Overspecialisation and precise job assignments begin to create numerous verticals for what earlier would have been termed as integrated tasks. This means disconnect from the overall vision and chain of processes. Multitasking abilities get threatened and become gradually extinct and so does creative involvement with multiple skills. It leads to mechanical engagement rather than multilateral pursuits. Predefined gets predominance over process-driven. Often, incidental opportunities get lost out. Sub-breaking of tasks and teams also means weakening of team spirit and reduced awareness of company’s charter and pride in the larger goals of the company. The sense of belonging even for the largest manpower unit remains myopically limited to the most immediate spheres of engagement (often to confidential reports and immediate bosses) rather than identifying as a proud employee of the company’s brand or concerns.

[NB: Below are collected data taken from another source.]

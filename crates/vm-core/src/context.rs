//! Explicit per-invocation context.
//!
//! The CLI reads flags and environment variables exactly once and builds a
//! `Context`; nothing below it consults the process environment or the
//! current directory on its own.

use std::path::{Path, PathBuf};
use std::sync::atomic::AtomicBool;
use std::sync::Arc;
use vm_config::LoadRequest;
use vm_provider::BackendOptions;

/// How to locate `vm.json`.
#[derive(Debug, Clone, Default, PartialEq, Eq)]
pub enum ConfigSource {
    /// `vm.json` in the current directory.
    #[default]
    CurrentDir,
    /// `--config` without a value: bounded upward scan.
    Scan,
    /// `--config PATH` or `VM_CONFIG`.
    Explicit(PathBuf),
}

#[derive(Debug, Clone)]
pub struct Context {
    pub cwd: PathBuf,
    pub config: ConfigSource,
    /// `VM_PROJECT_DIR`.
    pub project_dir_override: Option<PathBuf>,
    pub debug: bool,
    pub dry_run: bool,
    /// Installation root holding `providers/`, `shared/` and `test/`.
    pub tool_dir: PathBuf,
    /// Where per-project lock files live.
    pub state_dir: PathBuf,
    pub home_dir: Option<PathBuf>,
}

impl Context {
    pub fn new(cwd: impl Into<PathBuf>, tool_dir: impl Into<PathBuf>) -> Self {
        let tool_dir = tool_dir.into();
        Self {
            cwd: cwd.into(),
            config: ConfigSource::default(),
            project_dir_override: None,
            debug: false,
            dry_run: false,
            state_dir: default_state_dir(None, None),
            tool_dir,
            home_dir: None,
        }
    }

    pub fn load_request(&self) -> LoadRequest {
        let (explicit, scan) = match &self.config {
            ConfigSource::CurrentDir => (None, false),
            ConfigSource::Scan => (None, true),
            ConfigSource::Explicit(path) => (Some(path.clone()), false),
        };
        LoadRequest {
            explicit,
            scan,
            cwd: self.cwd.clone(),
            project_dir_override: self.project_dir_override.clone(),
        }
    }

    pub fn backend_options(&self, terminate: Arc<AtomicBool>) -> BackendOptions {
        BackendOptions {
            tool_dir: self.tool_dir.clone(),
            debug: self.debug,
            terminate,
        }
    }
}

/// `$XDG_STATE_HOME/vm`, else `~/.local/state/vm`, else a directory under
/// the system temp dir.
pub fn default_state_dir(xdg_state_home: Option<&Path>, home: Option<&Path>) -> PathBuf {
    if let Some(xdg) = xdg_state_home.filter(|p| p.is_absolute()) {
        return xdg.join("vm");
    }
    if let Some(home) = home {
        return home.join(".local").join("state").join("vm");
    }
    std::env::temp_dir().join("vm-state")
}

/// `VM_TOOL_DIR` when set, else the prefix the executable was installed
/// under (`<prefix>/bin/vm` gives `<prefix>`).
pub fn resolve_tool_dir(env_override: Option<PathBuf>, current_exe: Option<&Path>) -> PathBuf {
    if let Some(dir) = env_override.filter(|p| !p.as_os_str().is_empty()) {
        return dir;
    }
    current_exe
        .and_then(Path::parent)
        .and_then(Path::parent)
        .map_or_else(|| PathBuf::from("."), Path::to_path_buf)
}

#[cfg(test)]
mod tests {
    use super::*;

    #[test]
    fn load_request_follows_config_source() {
        let mut ctx = Context::new("/src/shop", "/opt/vm");
        let req = ctx.load_request();
        assert!(req.explicit.is_none());
        assert!(!req.scan);
        assert_eq!(req.cwd, PathBuf::from("/src/shop"));

        ctx.config = ConfigSource::Scan;
        assert!(ctx.load_request().scan);

        ctx.config = ConfigSource::Explicit(PathBuf::from("conf/vm.json"));
        ctx.project_dir_override = Some(PathBuf::from("/src/other"));
        let req = ctx.load_request();
        assert_eq!(req.explicit, Some(PathBuf::from("conf/vm.json")));
        assert!(!req.scan);
        assert_eq!(req.project_dir_override, Some(PathBuf::from("/src/other")));
    }

    #[test]
    fn backend_options_carry_debug_and_tool_dir() {
        let mut ctx = Context::new("/src/shop", "/opt/vm");
        ctx.debug = true;
        let options = ctx.backend_options(Arc::new(AtomicBool::new(false)));
        assert!(options.debug);
        assert_eq!(options.tool_dir, PathBuf::from("/opt/vm"));
    }

    #[test]
    fn state_dir_prefers_xdg_then_home() {
        assert_eq!(
            default_state_dir(Some(Path::new("/x/state")), Some(Path::new("/home/a"))),
            PathBuf::from("/x/state/vm")
        );
        assert_eq!(
            default_state_dir(Some(Path::new("relative")), Some(Path::new("/home/a"))),
            PathBuf::from("/home/a/.local/state/vm")
        );
        assert!(default_state_dir(None, None).ends_with("vm-state"));
    }

    #[test]
    fn tool_dir_from_env_or_install_prefix() {
        assert_eq!(
            resolve_tool_dir(Some(PathBuf::from("/opt/vm")), Some(Path::new("/usr/bin/vm"))),
            PathBuf::from("/opt/vm")
        );
        assert_eq!(
            resolve_tool_dir(None, Some(Path::new("/home/a/vm/bin/vm"))),
            PathBuf::from("/home/a/vm")
        );
        assert_eq!(
            resolve_tool_dir(Some(PathBuf::new()), Some(Path::new("/usr/local/bin/vm"))),
            PathBuf::from("/usr/local")
        );
        assert_eq!(resolve_tool_dir(None, None), PathBuf::from("."));
    }
}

Was this the way things have always been in company parlance? No, there have been more humane models which were quality- rather than quantity-driven, ethics- rather than economy-driven. The company was known as a single group rather than CEOs as individuals. Even though sounding feudal, the clerk or the worker worked with utmost intensity and integrity to the master as a member of the larger team where everyone was visible to all and concerned with overall. Long-term association and loyalty was seen as a virtue and was upheld against all tempting offers. The definition of employment was total commitment and unsaid mutual bond. Unilateral acts to break were perceived unethical. In turn, master had unwritten reciprocations to uphold. The wedding of the clerk’s daughter or a worker’s ill-health was company’s own responsibility. There was humaneness, personal bond, team spirit, pride in place, charter of ethics and above all, full and self-induced total involvement. Have we bred viruses of ethical and human deterioration through the recent market and management evolved models?

The writer is an Ahmedabad-based architect.